Will any US state ban contraception by 2030?

The right to use contraception is currently protected by previous Supreme Court rulings, which means that states do not have the power to ban: https://reproductiverights.org/sites/default/files/documents/factsheets/Constitutional-Protection-for-the-Right-to-Contraception-Fact-Sheet2.pdf

The overturning of Roe v Wade has prompted many to fear that access to contraception may come under threat: https://reproductiverights.org/sites/default/files/documents/factsheets/Constitutional-Protection-for-the-Right-to-Contraception-Fact-Sheet2.pdf

For the purposes of this market, contraception will include condoms, oral contraceptives, IUD or other implants, but NOT the morning-after pill. If any one of these contraceptive methods is banned, with the ban coming into effect before 2030, I will resolve YES.
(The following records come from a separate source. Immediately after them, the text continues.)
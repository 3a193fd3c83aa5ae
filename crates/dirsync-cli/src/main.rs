//! # dirsync CLI
//!
//! Mirror a source directory into a destination directory, then keep the
//! destination up to date as the source changes.
//!
//! Usage:
//!   dirsync <source_dir> <destination_dir>

use std::path::PathBuf;
use std::process::ExitCode;

use anyhow::{Context, Result};
use clap::error::ErrorKind;
use clap::Parser;
use dirsync_config::path::MirrorRoots;
use dirsync_config::{log_cli_error, log_cli_info, Config, LogLevel};

/// One-way directory mirror: full sync, then incremental sync on change
#[derive(Parser, Debug)]
#[command(name = "dirsync")]
#[command(version, about, long_about = None)]
struct Cli {
    /// Directory to mirror from
    #[arg(value_name = "SOURCE_DIR")]
    source: PathBuf,

    /// Directory to mirror into (created if missing)
    #[arg(value_name = "DESTINATION_DIR")]
    destination: PathBuf,

    /// Config file layered over ~/.dirsync/config.toml
    #[arg(short, long, value_name = "FILE")]
    config: Option<PathBuf>,

    /// Log level (overridden by DIRSYNC_LOG / RUST_LOG)
    #[arg(long, value_name = "LEVEL")]
    log_level: Option<LogLevel>,

    /// Run the initial full sync and exit without watching
    #[arg(long)]
    once: bool,
}

fn main() -> ExitCode {
    let cli = match Cli::try_parse() {
        Ok(cli) => cli,
        Err(e) => {
            let _ = e.print();
            return match e.kind() {
                ErrorKind::DisplayHelp | ErrorKind::DisplayVersion => ExitCode::SUCCESS,
                _ => ExitCode::FAILURE,
            };
        }
    };

    let config = match Config::load(cli.config.as_deref()) {
        Ok(config) => config,
        Err(e) => {
            eprintln!("Error: failed to load config: {e}");
            return ExitCode::FAILURE;
        }
    };

    dirsync_config::logging::init_logging(cli.log_level.unwrap_or(config.log.level));

    match run(&cli, &config) {
        Ok(()) => ExitCode::SUCCESS,
        Err(e) => {
            log_cli_error!(error = %format!("{e:#}"), "Exiting");
            ExitCode::FAILURE
        }
    }
}

fn run(cli: &Cli, config: &Config) -> Result<()> {
    let roots = MirrorRoots::resolve(&cli.source, &cli.destination)
        .context("Invalid source/destination pair")?;

    log_cli_info!(
        source = %roots.source().display(),
        dest = %roots.dest().display(),
        once = cli.once,
        "Starting dirsync"
    );

    if cli.once {
        let report = dirsync_core::sync_once(&roots, config);
        if report.failures > 0 {
            anyhow::bail!("{} entries could not be mirrored", report.failures);
        }
        return Ok(());
    }

    dirsync_core::run_mirror(roots, config)
}
//! Ignore patterns for mirroring and watching.
//!
//! Patterns come from `[sync].ignore_patterns` and take two forms:
//! `*<suffix>` matches any path component ending in `<suffix>` (so
//! `*.tar.gz` works), anything else matches a component by exact name.
//! Matching is done on paths relative to the source root so that the
//! location of the root itself never causes a match. A match on a directory
//! component excludes everything below it.

use std::ffi::OsStr;
use std::path::Path;

#[derive(Debug, Clone, PartialEq, Eq)]
enum Pattern {
    Suffix(String),
    Name(String),
}

impl Pattern {
    fn parse(raw: &str) -> Self {
        match raw.strip_prefix('*') {
            Some(suffix) => Pattern::Suffix(suffix.to_string()),
            None => Pattern::Name(raw.to_string()),
        }
    }

    fn matches(&self, name: &OsStr) -> bool {
        let name = name.to_string_lossy();
        match self {
            Pattern::Suffix(suffix) => name.ends_with(suffix.as_str()),
            Pattern::Name(exact) => name == exact.as_str(),
        }
    }
}

/// Ignore pattern matcher
#[derive(Debug, Clone, Default)]
pub struct IgnoreMatcher {
    patterns: Vec<Pattern>,
}

impl IgnoreMatcher {
    /// Matcher that ignores nothing
    pub fn new() -> Self {
        Self::default()
    }

    pub fn with_patterns(patterns: &[String]) -> Self {
        Self {
            patterns: patterns.iter().map(|p| Pattern::parse(p)).collect(),
        }
    }

    /// Check if a root-relative path should be ignored
    pub fn should_ignore(&self, relative: &Path) -> bool {
        relative.components().any(|component| {
            let name = component.as_os_str();
            self.patterns.iter().any(|p| p.matches(name))
        })
    }
}

#[cfg(test)]
mod tests {
    use super::*;
    use std::path::PathBuf;

    #[test]
    fn test_ignore_component() {
        let matcher = IgnoreMatcher::with_patterns(&[".git".to_string()]);
        assert!(matcher.should_ignore(&PathBuf::from(".git/config")));
        assert!(matcher.should_ignore(&PathBuf::from("nested/.git")));
        assert!(!matcher.should_ignore(&PathBuf::from("src/git.rs")));
        assert!(!matcher.should_ignore(&PathBuf::from("src/.gitignore")));
    }

    #[test]
    fn test_ignore_suffix() {
        let matcher = IgnoreMatcher::with_patterns(&["*.swp".to_string()]);
        assert!(matcher.should_ignore(&PathBuf::from("notes/.todo.swp")));
        assert!(!matcher.should_ignore(&PathBuf::from("notes/todo.txt")));
        assert!(!matcher.should_ignore(&PathBuf::from("notes/todo.swpx")));
    }

    #[test]
    fn test_multi_dot_suffix() {
        let matcher = IgnoreMatcher::with_patterns(&["*.tar.gz".to_string()]);
        assert!(matcher.should_ignore(&PathBuf::from("dist/release.tar.gz")));
        assert!(!matcher.should_ignore(&PathBuf::from("dist/release.gz")));
    }

    #[test]
    fn test_suffix_on_directory_covers_contents() {
        let matcher = IgnoreMatcher::with_patterns(&["*.tmp".to_string()]);
        assert!(matcher.should_ignore(&PathBuf::from("build.tmp/out/main.o")));
    }

    #[test]
    fn test_empty_matcher() {
        let matcher = IgnoreMatcher::new();
        assert!(!matcher.should_ignore(&PathBuf::from("anything")));
    }
}
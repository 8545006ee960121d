use anyhow::{Context, Result};
use std::sync::Arc;
use tracing_subscriber::{layer::SubscriberExt, util::SubscriberInitExt};

use movie_catalog::config::AppConfig;
use movie_catalog::store::SqliteCatalogStore;
use movie_catalog::{app, db, AppState};

async fn shutdown_signal() {
    let ctrl_c = async {
        if let Err(e) = tokio::signal::ctrl_c().await {
            tracing::error!("Failed to listen for Ctrl+C: {}", e);
            std::future::pending::<()>().await;
        }
    };

    #[cfg(unix)]
    let terminate = async {
        match tokio::signal::unix::signal(tokio::signal::unix::SignalKind::terminate()) {
            Ok(mut signal) => {
                signal.recv().await;
            }
            Err(e) => {
                tracing::error!("Failed to install SIGTERM handler: {}", e);
                std::future::pending::<()>().await;
            }
        }
    };

    #[cfg(not(unix))]
    let terminate = std::future::pending::<()>();

    tokio::select! {
        _ = ctrl_c => tracing::info!("Received Ctrl+C, shutting down..."),
        _ = terminate => tracing::info!("Received SIGTERM, shutting down..."),
    }
}

#[tokio::main]
async fn main() -> Result<()> {
    // Initialize tracing
    tracing_subscriber::registry()
        .with(
            tracing_subscriber::EnvFilter::try_from_default_env()
                .unwrap_or_else(|_| "movie_catalog=debug,tower_http=debug".into()),
        )
        .with(tracing_subscriber::fmt::layer())
        .init();

    // Load .env file if present
    dotenvy::dotenv().ok();

    let config = AppConfig::load();

    config.paths.ensure_dirs().await?;

    config.log_config();

    let database_url = config.database_url();
    tracing::debug!("Database URL: {}", database_url);

    let pool = db::connect(&database_url).await?;
    let store = SqliteCatalogStore::new(pool.clone(), config.collection.clone());

    let bind = format!("{}:{}", config.bind_address, config.port);
    let state = Arc::new(AppState::new(Arc::new(store), config)?);

    let listener = tokio::net::TcpListener::bind(&bind)
        .await
        .with_context(|| format!("Failed to bind {}", bind))?;
    tracing::info!("Movie catalog API listening on http://{}", bind);

    axum::serve(listener, app(state))
        .with_graceful_shutdown(shutdown_signal())
        .await?;

    pool.close().await;
    tracing::info!("Server shutdown complete");
    Ok(())
}
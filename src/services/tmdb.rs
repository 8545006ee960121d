// TMDB movie lookup backing findMovie
// https://developer.themoviedb.org/reference/search-movie

use anyhow::{Context, Result};
use reqwest::{Client, RequestBuilder};
use serde::Deserialize;
use std::time::Duration;

use crate::config::EnrichmentConfig;
use crate::models::ItemFields;

const TMDB_API_BASE: &str = "https://api.themoviedb.org/3";
const TMDB_IMAGE_BASE: &str = "https://image.tmdb.org/t/p";

/// Number of cast names copied onto a catalog record
const MAX_CAST: usize = 10;

/// How requests authenticate against TMDB
#[derive(Debug, Clone)]
pub enum TmdbAuth {
    /// v4 read access token, sent as a bearer header
    Bearer(String),
    /// v3 API key, sent as the `api_key` query parameter
    ApiKey(String),
}

/// TMDB API client
pub struct TmdbClient {
    client: Client,
    auth: TmdbAuth,
    api_base: String,
    image_base: String,
}

/// One page of `/search/movie` hits
#[derive(Debug, Deserialize)]
pub struct MovieSearchResults {
    pub results: Vec<MovieSearchResult>,
    #[serde(default)]
    pub total_results: i32,
}

#[derive(Debug, Clone, Deserialize)]
pub struct MovieSearchResult {
    pub id: i64,
    pub title: String,
    pub release_date: Option<String>,
}

/// Detailed movie info
#[derive(Debug, Deserialize)]
pub struct MovieDetails {
    pub id: i64,
    pub title: String,
    pub overview: Option<String>,
    pub release_date: Option<String>,
    pub poster_path: Option<String>,
    pub backdrop_path: Option<String>,
    pub genres: Option<Vec<Genre>>,
    pub credits: Option<Credits>,
}

#[derive(Debug, Deserialize)]
pub struct Genre {
    pub id: i64,
    pub name: String,
}

/// Credits response (cast only, crew is not used)
#[derive(Debug, Deserialize)]
pub struct Credits {
    pub cast: Option<Vec<CastMember>>,
}

#[derive(Debug, Clone, Deserialize)]
pub struct CastMember {
    pub name: String,
    pub order: Option<i32>,
}

/// Poster and backdrop widths used in catalog records
#[derive(Debug, Clone, Copy)]
pub enum ImageSize {
    /// w500 - portrait poster
    Poster,
    /// w1280 - landscape backdrop
    Backdrop,
}

impl ImageSize {
    fn as_str(&self) -> &'static str {
        match self {
            ImageSize::Poster => "w500",
            ImageSize::Backdrop => "w1280",
        }
    }
}

impl TmdbClient {
    /// Client with a fixed per-request timeout
    pub fn new(auth: TmdbAuth, timeout: Duration) -> Result<Self> {
        let client = Client::builder()
            .timeout(timeout)
            .build()
            .context("Failed to build TMDB HTTP client")?;

        Ok(Self {
            client,
            auth,
            api_base: TMDB_API_BASE.to_string(),
            image_base: TMDB_IMAGE_BASE.to_string(),
        })
    }

    /// Create client from the enrichment settings; `None` without credentials.
    /// The bearer token wins when both are configured.
    pub fn from_config(config: &EnrichmentConfig) -> Result<Option<Self>> {
        let auth = match (&config.tmdb_bearer, &config.tmdb_api_key) {
            (Some(token), _) if !token.is_empty() => TmdbAuth::Bearer(token.clone()),
            (_, Some(key)) if !key.is_empty() => TmdbAuth::ApiKey(key.clone()),
            _ => return Ok(None),
        };

        Self::new(auth, Duration::from_secs(config.timeout_secs)).map(Some)
    }

    /// Point the client at a different API host (used against local fakes)
    pub fn with_api_base(mut self, api_base: impl Into<String>) -> Self {
        self.api_base = api_base.into().trim_end_matches('/').to_string();
        self
    }

    fn authorized(&self, request: RequestBuilder) -> RequestBuilder {
        match &self.auth {
            TmdbAuth::Bearer(token) => request.bearer_auth(token),
            TmdbAuth::ApiKey(key) => request.query(&[("api_key", key.as_str())]),
        }
    }

    /// `/search/movie`, narrowed by release year when given
    pub async fn search_movie(
        &self,
        query: &str,
        year: Option<i32>,
    ) -> Result<Vec<MovieSearchResult>> {
        let mut url = format!(
            "{}/search/movie?query={}&include_adult=false",
            self.api_base,
            urlencoding::encode(query)
        );

        if let Some(y) = year {
            url.push_str(&format!("&year={}", y));
        }

        let response: MovieSearchResults = self
            .authorized(self.client.get(&url))
            .send()
            .await
            .context("Failed to search TMDB for movies")?
            .error_for_status()
            .context("TMDB movie search returned an error status")?
            .json()
            .await
            .context("Failed to parse TMDB movie search response")?;

        tracing::debug!(
            "TMDB search '{}' ({:?}): {} results",
            query,
            year,
            response.total_results
        );

        Ok(response.results)
    }

    /// `/movie/{id}` with credits appended
    pub async fn get_movie_details(&self, tmdb_id: i64) -> Result<MovieDetails> {
        let url = format!(
            "{}/movie/{}?append_to_response=credits",
            self.api_base, tmdb_id
        );

        let response: MovieDetails = self
            .authorized(self.client.get(&url))
            .send()
            .await
            .context("Failed to get TMDB movie details")?
            .error_for_status()
            .context("TMDB movie details returned an error status")?
            .json()
            .await
            .context("Failed to parse TMDB movie details response")?;

        Ok(response)
    }

    /// Search by title and year, take the first hit and map its details onto
    /// the catalog record shape. `None` when the search has no results.
    pub async fn lookup_movie(&self, title: &str, year: Option<i32>) -> Result<Option<ItemFields>> {
        let results = self.search_movie(title, year).await?;

        let Some(first) = results.into_iter().next() else {
            tracing::debug!("TMDB returned no results for '{}'", title);
            return Ok(None);
        };

        let details = self.get_movie_details(first.id).await?;
        Ok(Some(self.movie_fields(details)))
    }

    fn image_url(&self, path: Option<&str>, size: ImageSize) -> Option<String> {
        path.filter(|p| !p.is_empty())
            .map(|p| format!("{}/{}{}", self.image_base, size.as_str(), p))
    }

    /// Map a TMDB detail response onto catalog fields
    pub fn movie_fields(&self, details: MovieDetails) -> ItemFields {
        let year = details
            .release_date
            .as_deref()
            .and_then(|d| d.split('-').next())
            .and_then(|y| y.parse().ok());

        let genre = details
            .genres
            .map(|g| g.into_iter().map(|genre| genre.name).collect())
            .unwrap_or_default();

        ItemFields {
            title: Some(details.title.clone()),
            name: Some(details.title),
            year,
            actors: Some(extract_cast(details.credits, MAX_CAST)),
            genre: Some(genre),
            poster_link: self.image_url(details.poster_path.as_deref(), ImageSize::Poster),
            landscape_poster_link: self
                .image_url(details.backdrop_path.as_deref(), ImageSize::Backdrop),
            description: details.overview.filter(|o| !o.is_empty()),
        }
    }
}

/// Cast names in billing order
fn extract_cast(credits: Option<Credits>, limit: usize) -> Vec<String> {
    let Some(mut cast) = credits.and_then(|c| c.cast) else {
        return Vec::new();
    };

    cast.sort_by_key(|member| member.order.unwrap_or(i32::MAX));
    cast.into_iter()
        .take(limit)
        .map(|member| member.name)
        .collect()
}

#[cfg(test)]
mod tests {
    use super::*;
    use crate::test_support;
    use axum::{
        extract::{Path, Query},
        http::HeaderMap,
        routing::get,
        Json, Router,
    };
    use serde_json::{json, Value};
    use std::collections::HashMap;

    fn details() -> MovieDetails {
        serde_json::from_value(json!({
            "id": 949,
            "title": "Heat",
            "overview": "A group of high-end professional thieves...",
            "release_date": "1995-12-15",
            "poster_path": "/heat.jpg",
            "backdrop_path": "/heat-wide.jpg",
            "genres": [{"id": 28, "name": "Action"}, {"id": 80, "name": "Crime"}],
            "credits": {
                "cast": (0..12)
                    .rev()
                    .map(|i| json!({"name": format!("Actor {}", i), "order": i}))
                    .collect::<Vec<_>>()
            }
        }))
        .unwrap()
    }

    fn client() -> TmdbClient {
        TmdbClient::new(TmdbAuth::ApiKey("k".to_string()), Duration::from_secs(5)).unwrap()
    }

    #[test]
    fn test_image_size_paths() {
        assert_eq!(ImageSize::Poster.as_str(), "w500");
        assert_eq!(ImageSize::Backdrop.as_str(), "w1280");
    }

    #[test]
    fn test_movie_fields_mapping() {
        let fields = client().movie_fields(details());

        assert_eq!(fields.title.as_deref(), Some("Heat"));
        assert_eq!(fields.year, Some(1995));
        assert_eq!(
            fields.genre,
            Some(vec!["Action".to_string(), "Crime".to_string()])
        );
        assert_eq!(
            fields.poster_link.as_deref(),
            Some("https://image.tmdb.org/t/p/w500/heat.jpg")
        );
        assert_eq!(
            fields.landscape_poster_link.as_deref(),
            Some("https://image.tmdb.org/t/p/w1280/heat-wide.jpg")
        );
        assert!(fields.description.unwrap().starts_with("A group"));

        let actors = fields.actors.unwrap();
        assert_eq!(actors.len(), 10);
        assert_eq!(actors[0], "Actor 0");
        assert_eq!(actors[9], "Actor 9");
    }

    #[test]
    fn test_missing_artwork_and_date() {
        let details: MovieDetails =
            serde_json::from_value(json!({"id": 1, "title": "Obscure", "poster_path": ""}))
                .unwrap();
        let fields = client().movie_fields(details);
        assert_eq!(fields.year, None);
        assert_eq!(fields.poster_link, None);
        assert_eq!(fields.landscape_poster_link, None);
        assert_eq!(fields.actors, Some(Vec::new()));
    }

    #[test]
    fn test_from_config_prefers_bearer() {
        let mut config = EnrichmentConfig::default();
        assert!(TmdbClient::from_config(&config).unwrap().is_none());

        config.tmdb_api_key = Some("key".to_string());
        config.tmdb_bearer = Some("token".to_string());
        let client = TmdbClient::from_config(&config).unwrap().unwrap();
        assert!(matches!(client.auth, TmdbAuth::Bearer(ref t) if t == "token"));
    }

    #[tokio::test]
    async fn test_lookup_movie_against_fake_api() {
        async fn search(
            headers: HeaderMap,
            Query(params): Query<HashMap<String, String>>,
        ) -> Json<Value> {
            assert_eq!(
                headers.get("authorization").unwrap().to_str().unwrap(),
                "Bearer secret"
            );
            if params.get("query").map(String::as_str) == Some("Heat")
                && params.get("year").map(String::as_str) == Some("1995")
            {
                Json(json!({"results": [{"id": 949, "title": "Heat"}], "total_results": 1}))
            } else {
                Json(json!({"results": [], "total_results": 0}))
            }
        }

        async fn movie(Path(id): Path<i64>) -> Json<Value> {
            Json(json!({
                "id": id,
                "title": "Heat",
                "release_date": "1995-12-15",
                "backdrop_path": "/wide.jpg",
                "credits": {"cast": [{"name": "Al Pacino", "order": 0}]}
            }))
        }

        let base = test_support::serve(
            Router::new()
                .route("/search/movie", get(search))
                .route("/movie/:id", get(movie)),
        )
        .await;

        let client = TmdbClient::new(
            TmdbAuth::Bearer("secret".to_string()),
            Duration::from_secs(5),
        )
        .unwrap()
        .with_api_base(base);

        let found = client.lookup_movie("Heat", Some(1995)).await.unwrap().unwrap();
        assert_eq!(found.actors, Some(vec!["Al Pacino".to_string()]));
        assert_eq!(found.poster_link, None);
        assert!(found
            .landscape_poster_link
            .unwrap()
            .ends_with("/w1280/wide.jpg"));

        assert!(client.lookup_movie("Nothing", None).await.unwrap().is_none());
    }
}
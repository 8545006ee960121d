use axum::{
    body::Bytes,
    extract::Request,
    http::{Method, StatusCode},
    middleware::Next,
    response::Response,
    Router,
};
use serde_json::Value;
use std::sync::Arc;

use crate::models::ItemFields;
use crate::AppState;

mod enrich;
pub mod error;
mod items;
mod picks;
mod watch;

pub use error::{ApiError, ApiResult};

pub fn routes() -> Router<Arc<AppState>> {
    Router::new()
        .merge(items::routes()) // listItems, getItem, createItem, updateItem, deleteItem, markWatched
        .merge(picks::routes()) // randomItems, getWeeklyPicks, saveWeeklyPicks
        .merge(enrich::routes()) // findMovie, aiFindMovie
        .merge(watch::routes()) // watchItems (SSE)
}

/// Fallback for methods an endpoint does not serve.
async fn method_fallback() -> ApiError {
    ApiError::MethodNotAllowed
}

/// Preflight requests are answered by the CORS layer; report them as
/// 204 No Content like every other bodiless success.
pub async fn preflight_no_content(request: Request, next: Next) -> Response {
    let is_preflight = request.method() == Method::OPTIONS;
    let mut response = next.run(request).await;
    if is_preflight && response.status() == StatusCode::OK {
        *response.status_mut() = StatusCode::NO_CONTENT;
    }
    response
}

/// Parse a request body as a JSON object. Empty or unparseable bodies, and
/// bodies that are not objects, read as `{}`.
fn read_json(body: &Bytes) -> Value {
    match serde_json::from_slice::<Value>(body) {
        Ok(value @ Value::Object(_)) => value,
        _ => Value::Object(Default::default()),
    }
}

/// Non-empty string `id` from a parsed body.
fn body_id(body: &Value) -> Option<String> {
    body.get("id")
        .and_then(Value::as_str)
        .map(str::trim)
        .filter(|id| !id.is_empty())
        .map(str::to_string)
}

/// The allow-listed writable fields of a body; everything else is dropped.
fn writable_fields(body: &Value) -> ApiResult<ItemFields> {
    serde_json::from_value(body.clone())
        .map_err(|e| ApiError::bad_request(format!("Invalid field value: {}", e)))
}

#[cfg(test)]
mod tests {
    use super::*;
    use serde_json::json;

    #[test]
    fn test_read_json_tolerates_garbage() {
        assert_eq!(read_json(&Bytes::from_static(b"")), json!({}));
        assert_eq!(read_json(&Bytes::from_static(b"{nope")), json!({}));
        assert_eq!(read_json(&Bytes::from_static(b"[1,2]")), json!({}));
        assert_eq!(
            read_json(&Bytes::from_static(br#"{"id":"a"}"#)),
            json!({"id": "a"})
        );
    }

    #[test]
    fn test_body_id_requires_non_empty_string() {
        assert_eq!(body_id(&json!({"id": "abc"})).as_deref(), Some("abc"));
        assert_eq!(body_id(&json!({"id": ""})), None);
        assert_eq!(body_id(&json!({"id": 7})), None);
        assert_eq!(body_id(&json!({})), None);
    }

    #[test]
    fn test_writable_fields_rejects_wrong_types() {
        assert!(writable_fields(&json!({"year": "nineteen"})).is_err());
        let fields = writable_fields(&json!({"year": 1999, "createdAt": 1})).unwrap();
        assert_eq!(fields.year, Some(1999));
    }
}
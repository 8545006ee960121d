// Delete movie records by id or by title and year.

use anyhow::Result;

use crate::models::CatalogItem;
use crate::store::{CatalogStore, ItemQuery};

#[derive(Debug, Clone, PartialEq)]
pub enum DeleteTarget {
    Id(String),
    /// Exact title; the year is compared after the query
    TitleYear { title: String, year: i32 },
}

impl DeleteTarget {
    /// `--id` wins; otherwise both `--title` and `--year` are needed.
    pub fn from_args(id: Option<String>, title: Option<String>, year: Option<i32>) -> Option<Self> {
        match (id, title, year) {
            (Some(id), _, _) if !id.trim().is_empty() => Some(DeleteTarget::Id(id)),
            (_, Some(title), Some(year)) if !title.is_empty() => {
                Some(DeleteTarget::TitleYear { title, year })
            }
            _ => None,
        }
    }
}

#[derive(Debug, PartialEq)]
pub enum DeleteOutcome {
    NothingFound,
    /// Dry run: these would have been deleted
    Previewed(Vec<CatalogItem>),
    Deleted(Vec<CatalogItem>),
}

pub async fn find_targets(
    store: &dyn CatalogStore,
    target: &DeleteTarget,
) -> Result<Vec<CatalogItem>> {
    match target {
        DeleteTarget::Id(id) => Ok(store.get(id).await?.into_iter().collect()),
        DeleteTarget::TitleYear { title, year } => {
            let query = ItemQuery {
                title_eq: Some(title.clone()),
                ..Default::default()
            };
            let matches = store.list(&query).await?;
            Ok(matches
                .into_iter()
                .filter(|item| item.year == Some(*year))
                .collect())
        }
    }
}

pub async fn run(
    store: &dyn CatalogStore,
    target: &DeleteTarget,
    dry_run: bool,
) -> Result<DeleteOutcome> {
    if dry_run {
        println!("Mode: DRY RUN (no writes)");
    }

    let targets = find_targets(store, target).await?;
    if targets.is_empty() {
        match target {
            DeleteTarget::Id(id) => eprintln!("No document found with id: {}", id),
            DeleteTarget::TitleYear { title, year } => {
                eprintln!("No documents found for title='{}' and year={}", title, year)
            }
        }
        return Ok(DeleteOutcome::NothingFound);
    }

    println!("Found {} document(s) to delete:", targets.len());
    for item in &targets {
        let year = item
            .year
            .map(|y| y.to_string())
            .unwrap_or_else(|| "?".to_string());
        println!(" - {}: {} ({})", item.id, item.display_title(), year);
    }

    if dry_run {
        return Ok(DeleteOutcome::Previewed(targets));
    }

    for item in &targets {
        store.delete(&item.id).await?;
        println!("[deleted] {}", item.id);
    }
    tracing::info!("Deleted {} document(s)", targets.len());

    Ok(DeleteOutcome::Deleted(targets))
}

#[cfg(test)]
mod tests {
    use super::*;
    use crate::models::ItemFields;
    use crate::test_support::memory_store;

    fn movie(title: &str, year: i32) -> ItemFields {
        ItemFields {
            title: Some(title.to_string()),
            year: Some(year),
            ..Default::default()
        }
    }

    #[test]
    fn test_target_from_args() {
        assert_eq!(
            DeleteTarget::from_args(Some("abc".into()), Some("T".into()), None),
            Some(DeleteTarget::Id("abc".into()))
        );
        assert_eq!(
            DeleteTarget::from_args(None, Some("Alien".into()), Some(1979)),
            Some(DeleteTarget::TitleYear {
                title: "Alien".into(),
                year: 1979
            })
        );
        assert_eq!(DeleteTarget::from_args(None, Some("Alien".into()), None), None);
        assert_eq!(DeleteTarget::from_args(None, None, None), None);
    }

    #[tokio::test]
    async fn test_title_year_matches_filter_year() {
        let store = memory_store().await;
        let keep = store.create(&movie("Alien", 1979), 1).await.unwrap();
        let remake = store.create(&movie("Alien", 2030), 2).await.unwrap();
        store.create(&movie("Aliens", 1986), 3).await.unwrap();

        let target = DeleteTarget::TitleYear {
            title: "Alien".into(),
            year: 2030,
        };

        let outcome = run(store.as_ref(), &target, true).await.unwrap();
        assert_eq!(outcome, DeleteOutcome::Previewed(vec![remake.clone()]));
        assert!(store.get(&remake.id).await.unwrap().is_some());

        let outcome = run(store.as_ref(), &target, false).await.unwrap();
        assert_eq!(outcome, DeleteOutcome::Deleted(vec![remake.clone()]));
        assert!(store.get(&remake.id).await.unwrap().is_none());
        assert!(store.get(&keep.id).await.unwrap().is_some());

        assert_eq!(
            run(store.as_ref(), &target, false).await.unwrap(),
            DeleteOutcome::NothingFound
        );
    }

    #[tokio::test]
    async fn test_delete_by_id() {
        let store = memory_store().await;
        let item = store.create(&movie("Heat", 1995), 1).await.unwrap();

        let outcome = run(store.as_ref(), &DeleteTarget::Id(item.id.clone()), false)
            .await
            .unwrap();
        assert!(matches!(outcome, DeleteOutcome::Deleted(ref items) if items.len() == 1));

        let outcome = run(store.as_ref(), &DeleteTarget::Id(item.id), false)
            .await
            .unwrap();
        assert_eq!(outcome, DeleteOutcome::NothingFound);
    }
}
If the sale or provision of contraceptives is banned, I will resolve YES even if using contraceptives is not criminalized. If the ban applies only to a subgroup (like unmarried couples) I will resolve YES (except for bans concerning minors, who already have spotty access to contraception).

Restrictions, like removing the requirement of insurance plans to provide contraception, or removing state subsidies for contraception, will not be counted as a ban.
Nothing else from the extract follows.